Friday, November 04, 2005

The Vatican's Lack of Reasonable Faith

The Vatican, apparently, now believes that macro-evolution is a scientifically proven fact. However, they rest this claim on the presumption that science is the arbiter of reason. Cardinal Paul Poupard addressed reporters:

"We know where scientific reason can end up by itself: the atomic bomb and the possibility of cloning human beings are fruit of a reason that wants to free itself from every ethical or religious link," Poupard told reporters. "But we also know the dangers of a religion that severs its links with reason and becomes prey to fundamentalism."

This rationale is in error because many scientists themselves are not reasonable and produce results and analyses that are contrived on the basis of the presupposition that all science must be naturalistic. Would the Vatican agree with this? If so, they would have to deny supernatural miracles. They fail to realize that the naturalistic presupposition, by definition, excludes supernatural explanations for the origin of life despite the fact that a supernatural explanation is more likely.

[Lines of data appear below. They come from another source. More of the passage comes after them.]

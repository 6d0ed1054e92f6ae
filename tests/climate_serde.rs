//! JSON round trips for the serialisable types.
#![cfg(feature = "serde")]

use shelter_core::{
    AdjustmentDirective, CareEvent, ClimateState, EmotionEvent, EmotionKind, Guardian,
    SafetyVerdict, Shelter, ShelterConfig,
};

#[test]
fn test_climate_state_round_trip() {
    let state = ClimateState::with_scalars(0.7, 0.4, 0.25);
    let json = serde_json::to_string(&state).unwrap();
    let back: ClimateState = serde_json::from_str(&json).unwrap();
    assert_eq!(back, state);
}

#[test]
fn test_directive_uses_snake_case_verdict() {
    let d = AdjustmentDirective {
        max_care_intensity: 0.5,
        max_emotion_intensity: 0.25,
        safety_verdict: SafetyVerdict::Warning,
    };
    let value = serde_json::to_value(d).unwrap();
    assert_eq!(value["safety_verdict"], "warning");
    let back: AdjustmentDirective = serde_json::from_value(value).unwrap();
    assert_eq!(back, d);
}

#[test]
fn test_partial_config_fills_defaults() {
    let config: ShelterConfig =
        serde_json::from_str(r#"{ "policy": { "safety_floor": 0.3 } }"#).unwrap();
    assert_eq!(config.policy.safety_floor, 0.3);
    assert_eq!(config.policy.warning_margin, 0.1);
    assert_eq!(config.engine, ShelterConfig::default().engine);
    assert_eq!(config.initial_climate, ClimateState::new());
}

#[test]
fn test_summary_serialises_after_cycles() {
    let mut shelter = Shelter::new("Archive");
    let mut guardian = Guardian::new("Athena");
    let seedling = guardian.create_seedling("Pythia");
    let g = shelter.add_guardian(guardian).unwrap();
    let s = shelter.add_seedling(seedling).unwrap();
    for t in 0..3 {
        shelter
            .run_cycle(
                CareEvent::new(g, s, 0.6, t),
                Some(EmotionEvent::new(s, EmotionKind::Joy, 0.5, t)),
            )
            .unwrap();
    }

    let summary = shelter.emotional_summary();
    let value = serde_json::to_value(&summary).unwrap();
    assert_eq!(value["cycles"], 3);
    assert_eq!(value["dominant_emotion"], "joy");
    assert_eq!(value["climate"]["cycle_count"], 3);
}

The Vatican's premise is the old Galileo argument:

The Vatican project was inspired by Pope John Paul II's 1992 declaration that the church's 17th-century denunciation of Galileo was an error resulting from "tragic mutual incomprehension." Galileo was condemned for supporting Nicolaus Copernicus' discovery that the Earth revolved around the sun; church teaching at the time placed Earth at the center of the universe.

While the math is much easier to work out using Newtonian physics, Einstein's relativity demonstrates that the orbits of the planets about the sun are merely mathematical constructs. If the physical dynamics were calculated using Pluto's moon as the center, the relative locations of the solar bodies would still be the same over a period of time. (Be that as it may, the whole Earth-as-the-center-of-the-universe notion is more properly understood as regarding the importance of the seat of mankind rather than an actual physical location.) To dredge up Galileo is to found the notion of faith-as-opposed-to-reason on the historical account of a flawed debate.

In the Vatican's attempt to become more reasonable, flawed reason is used:

Said Monsignor Gianfranco Basti, director of the Vatican project STOQ, or Science, Theology and Ontological Quest: "A hypothesis asks whether something is true or false. (Evolution) is more than a hypothesis because there is proof."

First, testing a hypothesis can only disprove something. It can only calculate a likelihood of the truth value of a testable relationship between two things. Therefore, there is no deductive proof of evolution. There is only a likelihood, and that likelihood is not very likely. Instead, the most likely explanation for the evidence at hand is excluded unilaterally because of the naturalistic presupposition. And that’s not reasonable: Presupposition is a matter of faith, and faith in the naturalistic presupposition is in direct opposition to the Christian faith, which holds the presupposition that with God all things are possible.